The legislature itself was installed after a 2010 vote that the NLD boycotted and the international community decried as a sham. Now, as a parliamentary minority occupying only a few dozen seats, the Suu Kyi-led opposition will have little power to change what it wants to change most — the constitution, which allots 25 per cent of assembly seats to unelected military appointees.
Asked if it would be awkward sitting alongside the army, Suu Kyi said she has "tremendous goodwill toward" the soldiers.
"We would like our parliament to be in line with genuine democratic values. It's not because we want to remove anybody," she said. "We just want to make the kind of improvements that will make our national assembly a truly democratic one."
Thein Sein's government has been widely praised for instituting sweeping reforms over the last several months, including releasing hundreds of political prisoners, signing cease-fires with rebels, easing press censorship and holding the April 1 byelection that allowed Suu Kyi's party to enter parliament.
But more than half a million refugees remain abroad, hundreds of political prisoners are still behind bars and fierce fighting continues with ethnic Kachin insurgents in the north. This week, Washington-based watchdog Freedom House said that Myanmar — also known as Burma — was still "not free," and the Committee to Protect Journalists ranked the country the seventh most restricted in world.
Maung Zarni, a Myanmar exile who is a visiting fellow at the London School of Economics, said Suu Kyi's ascent is "neither a game-changer nor a sign that Burma has reached the tipping point of democratic transition."
"Quite the contrary, it marks the most important victory (yet) for the regime's strategic leaders," he said.
Suu Kyi's rise to public office marks a major reversal of fortune for a woman who became one of the world's most prominent prisoners of conscience, held under house arrest for much of the last two decades.

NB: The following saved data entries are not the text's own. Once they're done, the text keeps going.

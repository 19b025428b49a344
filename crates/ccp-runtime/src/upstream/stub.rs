//! Offline upstream used when no API key is configured.

use async_trait::async_trait;
use ccp_protocol::{stub_completion, ChatCompletionRequest};

use crate::{Upstream, UpstreamResponse, UpstreamResult};

#[derive(Debug, Clone, Copy, Default)]
pub struct StubUpstream;

#[async_trait]
impl Upstream for StubUpstream {
    fn name(&self) -> &'static str {
        "stub"
    }

    async fn dispatch(&self, _payload: &ChatCompletionRequest) -> UpstreamResult<UpstreamResponse> {
        Ok(UpstreamResponse::ok(stub_completion()))
    }
}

When the 1991 Nobel Peace Prize winner was finally released in late 2010, few could have imagined she would make the leap from democracy advocate to elected official in less than 18 months.
Soe Aung, a spokesman for the Thailand-based Forum for Democracy in Burma said little would change for ordinary people, but they "have much hope in her and her party."

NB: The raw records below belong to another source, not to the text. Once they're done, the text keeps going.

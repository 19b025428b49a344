//! CCP protocol types for the OpenAI-compatible chat-completion surface.
//!
//! This crate implements:
//! - the inbound request envelope (`ChatCompletionRequest`), preserving any
//!   fields the proxy does not interpret
//! - the query/context split of a conversation (`Conversation`)
//! - the rewrite into the two-message payload forwarded upstream
//! - the stub completion body served when no upstream is configured

use serde::{Deserialize, Deserializer, Serialize};
use serde_json::{json, Map, Value};
use thiserror::Error;

pub const ROLE_SYSTEM: &str = "system";
pub const ROLE_USER: &str = "user";
pub const ROLE_ASSISTANT: &str = "assistant";

/// Content of the assistant message in the stub completion.
pub const STUB_CONTENT: &str = "[stubbed response]";

#[derive(Debug, Error, Clone, PartialEq, Eq)]
pub enum ProtocolError {
    #[error("invalid request body: {0}")]
    InvalidBody(String),
    #[error("messages field required")]
    MissingMessages,
}

/// A single chat message. Fields other than `role` and `content` are kept in
/// `extra` and serialized back untouched.
#[derive(Debug, Clone, PartialEq, Serialize, Deserialize)]
pub struct ChatMessage {
    pub role: String,
    pub content: String,
    #[serde(flatten)]
    pub extra: Map<String, Value>,
}

impl ChatMessage {
    pub fn new(role: impl Into<String>, content: impl Into<String>) -> Self {
        Self {
            role: role.into(),
            content: content.into(),
            extra: Map::new(),
        }
    }

    pub fn system(content: impl Into<String>) -> Self {
        Self::new(ROLE_SYSTEM, content)
    }

    pub fn user(content: impl Into<String>) -> Self {
        Self::new(ROLE_USER, content)
    }
}

/// Inbound chat-completion request. Everything except `messages` (model,
/// temperature, ...) lives in `extra` and is forwarded as received.
#[derive(Debug, Clone, PartialEq, Serialize, Deserialize)]
pub struct ChatCompletionRequest {
    #[serde(default, deserialize_with = "null_as_empty")]
    pub messages: Vec<ChatMessage>,
    #[serde(flatten)]
    pub extra: Map<String, Value>,
}

fn null_as_empty<'de, D>(deserializer: D) -> Result<Vec<ChatMessage>, D::Error>
where
    D: Deserializer<'de>,
{
    Option::<Vec<ChatMessage>>::deserialize(deserializer).map(Option::unwrap_or_default)
}

/// A conversation split into its final query message and the space-joined
/// content of everything before it.
#[derive(Debug, Clone, PartialEq)]
pub struct Conversation<'a> {
    pub query: &'a ChatMessage,
    pub context: String,
}

impl ChatCompletionRequest {
    pub fn new(messages: Vec<ChatMessage>) -> Self {
        Self {
            messages,
            extra: Map::new(),
        }
    }

    /// Parse a raw request body.
    pub fn from_slice(body: &[u8]) -> Result<Self, ProtocolError> {
        serde_json::from_slice(body).map_err(|err| ProtocolError::InvalidBody(err.to_string()))
    }

    /// Split the message list into query and context.
    pub fn conversation(&self) -> Result<Conversation<'_>, ProtocolError> {
        let (query, earlier) = self
            .messages
            .split_last()
            .ok_or(ProtocolError::MissingMessages)?;

        let context = earlier
            .iter()
            .map(|message| message.content.as_str())
            .collect::<Vec<_>>()
            .join(" ");

        Ok(Conversation { query, context })
    }

    /// Replace all context messages with one system message carrying
    /// `reduced_context`, keeping the final message as is.
    pub fn into_reduced(mut self, reduced_context: String) -> Result<Self, ProtocolError> {
        let query = self.messages.pop().ok_or(ProtocolError::MissingMessages)?;
        self.messages = vec![ChatMessage::system(reduced_context), query];
        Ok(self)
    }
}

/// Body returned when the proxy runs without an upstream credential.
pub fn stub_completion() -> Value {
    json!({
        "choices": [
            {
                "message": {
                    "role": ROLE_ASSISTANT,
                    "content": STUB_CONTENT,
                }
            }
        ]
    })
}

Over the next three years, the NLD will have to decide how to navigate the run-up to national elections in 2015, which the opposition is widely expected to win by a landslide — just as it did in 1990 when the army annulled the result.

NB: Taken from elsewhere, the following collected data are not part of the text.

//! Gateway configuration
//!
//! Every setting can be given as a flag or through a `CCP_`-prefixed
//! environment variable. Raw arguments are validated into [`Settings`]
//! once at startup; nothing is re-read afterwards.
//!
//! | Variable | Default | Description |
//! |----------|---------|-------------|
//! | `CCP_BIND_ADDR` | `0.0.0.0:8000` | Listen address. |
//! | `CCP_USER_TOKENS` | *(none)* | `credential:label` pairs, comma separated. |
//! | `CCP_RATE_LIMIT_PER_MINUTE` | `60` | Requests per identity per 60 s. |
//! | `CCP_OPENAI_API_BASE` | `https://api.openai.com/v1` | Upstream base URL. |
//! | `CCP_OPENAI_API_KEY` | *(none)* | Upstream key; empty serves stub completions. |
//! | `CCP_REDUCTION_BUDGET` | `128` | Max context tokens after reduction. |

use std::net::SocketAddr;

use ccp_context::DEFAULT_MAX_TOKENS;
use ccp_runtime::upstream::openai::OPENAI_API_BASE;
use clap::Parser;
use url::Url;

use crate::auth::IdentityMap;

#[derive(Debug, Clone, PartialEq, Eq, thiserror::Error)]
pub enum ConfigError {
    #[error("malformed identity entry #{position}: expected `credential:label`")]
    MalformedIdentity { position: usize },
    #[error("identity entry #{position} has an empty credential")]
    EmptyCredential { position: usize },
    #[error("identity entry #{position} has an empty label")]
    EmptyLabel { position: usize },
    #[error("duplicate credential for identity '{label}'")]
    DuplicateCredential { label: String },
    #[error("rate limit must be a non-negative integer, got {0}")]
    NegativeRateLimit(i64),
    #[error("invalid upstream base URL '{url}': {reason}")]
    InvalidBaseUrl { url: String, reason: String },
}

/// Raw command-line / environment arguments.
#[derive(Debug, Clone, Parser)]
#[command(name = "ccp-gateway", version, about = "Context compression proxy")]
pub struct GatewayArgs {
    /// Address to listen on
    #[arg(long, env = "CCP_BIND_ADDR", default_value = "0.0.0.0:8000")]
    pub bind_addr: SocketAddr,

    /// Credential mapping, e.g. `tok1:alice,tok2:bob`
    #[arg(long, env = "CCP_USER_TOKENS", default_value = "", hide_env_values = true)]
    pub user_tokens: String,

    /// Requests allowed per identity in any 60 second window
    #[arg(
        long,
        env = "CCP_RATE_LIMIT_PER_MINUTE",
        default_value_t = 60,
        allow_negative_numbers = true
    )]
    pub rate_limit_per_minute: i64,

    /// Base URL of the OpenAI-compatible upstream
    #[arg(long, env = "CCP_OPENAI_API_BASE", default_value = OPENAI_API_BASE)]
    pub openai_api_base: String,

    /// Upstream API key; leave empty to serve stub completions
    #[arg(long, env = "CCP_OPENAI_API_KEY", default_value = "", hide_env_values = true)]
    pub openai_api_key: String,

    /// Maximum number of context tokens forwarded upstream
    #[arg(long, env = "CCP_REDUCTION_BUDGET", default_value_t = DEFAULT_MAX_TOKENS)]
    pub reduction_budget: usize,

    /// Emit logs as JSON
    #[arg(long, env = "CCP_LOG_JSON")]
    pub log_json: bool,
}

/// Validated settings, immutable for the process lifetime.
#[derive(Debug, Clone)]
pub struct Settings {
    pub bind_addr: SocketAddr,
    pub identities: IdentityMap,
    pub rate_limit_per_minute: usize,
    pub upstream_base_url: String,
    pub upstream_api_key: String,
    pub reduction_budget: usize,
}

impl Default for Settings {
    fn default() -> Self {
        Self {
            bind_addr: SocketAddr::from(([0, 0, 0, 0], 8000)),
            identities: IdentityMap::default(),
            rate_limit_per_minute: 60,
            upstream_base_url: OPENAI_API_BASE.to_string(),
            upstream_api_key: String::new(),
            reduction_budget: DEFAULT_MAX_TOKENS,
        }
    }
}

impl Settings {
    /// Stub mode: no upstream credential configured.
    pub fn is_offline(&self) -> bool {
        self.upstream_api_key.is_empty()
    }
}

impl TryFrom<GatewayArgs> for Settings {
    type Error = ConfigError;

    fn try_from(args: GatewayArgs) -> Result<Self, Self::Error> {
        let identities = IdentityMap::parse(&args.user_tokens)?;

        let rate_limit_per_minute = usize::try_from(args.rate_limit_per_minute)
            .map_err(|_| ConfigError::NegativeRateLimit(args.rate_limit_per_minute))?;

        validate_base_url(&args.openai_api_base)?;

        Ok(Self {
            bind_addr: args.bind_addr,
            identities,
            rate_limit_per_minute,
            upstream_base_url: args.openai_api_base,
            upstream_api_key: args.openai_api_key,
            reduction_budget: args.reduction_budget,
        })
    }
}

fn validate_base_url(raw: &str) -> Result<(), ConfigError> {
    let invalid = |reason: String| ConfigError::InvalidBaseUrl {
        url: raw.to_string(),
        reason,
    };

    let url = Url::parse(raw).map_err(|err| invalid(err.to_string()))?;
    match url.scheme() {
        "http" | "https" => Ok(()),
        other => Err(invalid(format!("unsupported scheme '{other}'"))),
    }
}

Soe Aung said Suu Kyi will use her time in parliament to "expand the space of the opposition" by working to win over the ruling party as well as the military, and trying to convince them she is not a threat.
It is a strategy of realism, he said, because Suu Kyi knows "that without the support of the (the army), they will never be able to bring about changes in the country, the genuine changes that people would like to see."
The army's representatives wield enormous power. Changes to the constitution require a 75 per cent majority, meaning that doing so is all but impossible without military approval.
Maung Zarni said the most crucial test will come in three years.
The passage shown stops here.